13. I noted the progress registered in the sense of approaching the contents of the legislation to the solutions contained in most of the European laws covering this issue, through the proposal of alterations presented to the Full Session of Parliament on March 8, which established that a woman who was regarding the termination of pregnancy had to be advised as to «the conditions of support that the State must provide in favour of continuing with pregnancy and maternity».

14. I also consider that, if these legislative procedures had benefited from deeper thought and preparation, it would have been possible, and obviously desirable, that a greater political consensus could have been found, with clearer solutions for issues which seem to be extremely relevant, some of which have been exemplified above.
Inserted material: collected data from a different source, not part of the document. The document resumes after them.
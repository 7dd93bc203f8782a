//! Query graph model: the declarative request

mod edge;
mod error;
mod node;
mod query_graph;


pub use edge::EdgePattern;
pub use error::{CompileError, CompileResult};
pub use node::NodePattern;
pub use query_graph::QueryGraph;

pub(crate) use error::json_type_name;
pub(crate) use node::is_reserved_key;
//! End-to-end question answering over a replay gateway

mod common;

use common::{
    disease, gene, gene_to_disease_set, gene_treats_disease, one_hop_columns, one_hop_row,
    replaying, shared_gene_rows,
};
use qgraph::answer::Attribute;
use qgraph::{
    AnswerOptions, FixtureGateway, GatewayError, MapError, QueryGraph, QuestionAnswerer,
    QuestionError, ResultSet,
};
use serde_json::json;
use std::sync::Arc;
use std::time::Duration;

fn answerer(gateway: &Arc<FixtureGateway>) -> QuestionAnswerer {
    QuestionAnswerer::new(gateway.clone(), AnswerOptions::new())
}

#[tokio::test]
async fn executes_exactly_the_compiled_query_once() {
    let gateway = Arc::new(replaying(shared_gene_rows()));
    let answerer = answerer(&gateway);
    let graph = QueryGraph::from_request(&gene_treats_disease()).unwrap();

    answerer.answer(&graph).await.unwrap();

    assert_eq!(gateway.executed(), vec![answerer.compile(&graph).unwrap()]);
}

#[tokio::test]
async fn shared_entities_are_deduplicated_but_bound_per_row() {
    let gateway = Arc::new(replaying(shared_gene_rows()));
    let response = answerer(&gateway)
        .answer_request(&gene_treats_disease())
        .await
        .unwrap();

    assert_eq!(response.knowledge_graph.nodes.len(), 3);
    assert_eq!(response.knowledge_graph.edges.len(), 2);
    assert_eq!(response.results.len(), 2);
    for row in &response.results {
        assert_eq!(row.node_ids("n0"), vec!["X:1"]);
    }

    let gene = &response.knowledge_graph.nodes["X:1"];
    assert_eq!(gene.name, "BRCA1");
    assert_eq!(gene.categories, vec!["Gene"]);
    assert_eq!(gene.attributes, vec![Attribute::untyped("taxon", json!("NCBITaxon:9606"))]);
}

#[tokio::test]
async fn response_echoes_the_query_graph() {
    let gateway = Arc::new(replaying(shared_gene_rows()));
    let graph = QueryGraph::from_request(&gene_treats_disease()).unwrap();
    let response = answerer(&gateway).answer(&graph).await.unwrap();

    assert_eq!(response.query_graph, graph);
    let body = serde_json::to_value(&response).unwrap();
    assert_eq!(body["query_graph"]["edges"]["e0"]["subject"], json!("n0"));
    assert_eq!(body["results"][1]["node_bindings"]["n1"], json!([{ "id": "D:2" }]));
    assert_eq!(body["knowledge_graph"]["edges"]["E:1"]["predicate"], json!("treats"));
}

#[tokio::test]
async fn set_node_binds_every_match_in_one_row() {
    let rows = one_hop_columns().with_row(vec![
        json!({ "id": "NCBIGene:672", "name": "BRCA1" }),
        json!([{ "id": "MONDO:1", "name": "a" }, { "id": "MONDO:2", "name": "b" }]),
        json!([{ "id": "E:1" }, { "id": "E:2" }]),
        json!(["biolink.Gene"]),
        json!([["biolink.Disease"], ["biolink.Disease"]]),
        json!([
            "biolink.gene_associated_with_condition",
            "biolink.gene_associated_with_condition"
        ]),
        json!([["NCBIGene:672", "MONDO:1"], ["NCBIGene:672", "MONDO:2"]]),
    ]);
    let gateway = Arc::new(replaying(rows));
    let response = answerer(&gateway)
        .answer_request(&gene_to_disease_set())
        .await
        .unwrap();

    assert_eq!(response.results.len(), 1);
    assert_eq!(response.results[0].node_ids("n1"), vec!["MONDO:1", "MONDO:2"]);
    assert_eq!(response.results[0].edge_ids("e0"), vec!["E:1", "E:2"]);

    let edge = &response.knowledge_graph.edges["E:2"];
    assert_eq!(edge.subject, "NCBIGene:672");
    assert_eq!(edge.object, "MONDO:2");
    assert_eq!(edge.predicate, "biolink:gene_associated_with_condition");
    assert_eq!(
        response.knowledge_graph.nodes["MONDO:1"].categories,
        vec!["biolink:Disease"]
    );
}

#[tokio::test]
async fn record_without_identity_fails_the_whole_answer() {
    let rows = shared_gene_rows().with_row(one_hop_row(
        gene("X:1", "BRCA1"),
        json!({ "name": "anonymous disease" }),
        "E:3",
        "treats",
    ));
    let gateway = Arc::new(replaying(rows));
    let err = answerer(&gateway)
        .answer_request(&gene_treats_disease())
        .await
        .unwrap_err();

    assert!(matches!(
        err,
        QuestionError::Map(MapError::MissingRecordIdentity { ref qgid, row: 2 }) if qgid == "n1"
    ));
}

#[tokio::test]
async fn missing_derived_column_is_a_shape_error() {
    let rows = ResultSet::new(["n0", "n1", "e0"]).with_row(vec![
        gene("X:1", "BRCA1"),
        disease("D:1", "breast cancer"),
        json!([]),
    ]);
    let gateway = Arc::new(replaying(rows));
    let err = answerer(&gateway)
        .answer_request(&gene_treats_disease())
        .await
        .unwrap_err();
    assert!(matches!(err, QuestionError::Map(MapError::InconsistentRowShape { .. })));
}

#[tokio::test]
async fn gateway_errors_pass_through_unchanged() {
    let gateway = Arc::new(FixtureGateway::new());
    let err = answerer(&gateway)
        .answer_request(&gene_treats_disease())
        .await
        .unwrap_err();
    assert!(matches!(err, QuestionError::Execution(GatewayError::Query(_))));
}

#[tokio::test]
async fn timeout_is_handed_to_the_gateway() {
    let gateway = Arc::new(replaying(shared_gene_rows()).with_latency(Duration::from_millis(500)));
    let options = AnswerOptions::new().with_timeout(Duration::from_millis(20));
    let answerer = QuestionAnswerer::new(gateway.clone(), options);

    let err = answerer
        .answer_request(&gene_treats_disease())
        .await
        .unwrap_err();
    assert!(matches!(err, QuestionError::Execution(GatewayError::Timeout(_))));
}

#[tokio::test]
async fn empty_result_set_is_an_empty_answer() {
    let gateway = Arc::new(replaying(one_hop_columns()));
    let response = answerer(&gateway)
        .answer_request(&gene_treats_disease())
        .await
        .unwrap();
    assert!(response.results.is_empty());
    assert!(response.knowledge_graph.nodes.is_empty());
}

#[tokio::test]
async fn independent_questions_run_concurrently() {
    let gateway = Arc::new(replaying(shared_gene_rows()));
    let answerer = answerer(&gateway);

    let first_request = gene_treats_disease();
    let second_request = gene_treats_disease();
    let (first, second) = tokio::join!(
        answerer.answer_request(&first_request),
        answerer.answer_request(&second_request)
    );
    assert_eq!(first.unwrap(), second.unwrap());
    assert_eq!(gateway.executed().len(), 2);
}

#[tokio::test]
async fn shut_down_answerer_reports_unavailable() {
    let gateway = Arc::new(replaying(shared_gene_rows()));
    let answerer = answerer(&gateway);
    answerer.shutdown().await.unwrap();

    let err = answerer
        .answer_request(&gene_treats_disease())
        .await
        .unwrap_err();
    assert!(matches!(err, QuestionError::Execution(GatewayError::Unavailable(_))));
}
After it comes into force, it should be possible to verify, in practice, if this Law effectively contributes towards a decrease in clandestine abortions as well as in general abortions, which implies an assessment of the results of this law by the legislator within a reasonable period.

15. Notwithstanding, Decree No. 112/X, approved by a large majority, contains the essential conditions for the results of the referendum which took place on February 11, 2007, to be complied with.

Further to this, the improvements introduced during the parliamentary debate, should the above comments be taken into consideration, are a step towards reconciling the freedom of women and the protection of intrauterine human life, a value which the Portuguese State cannot, in any way, relinquish.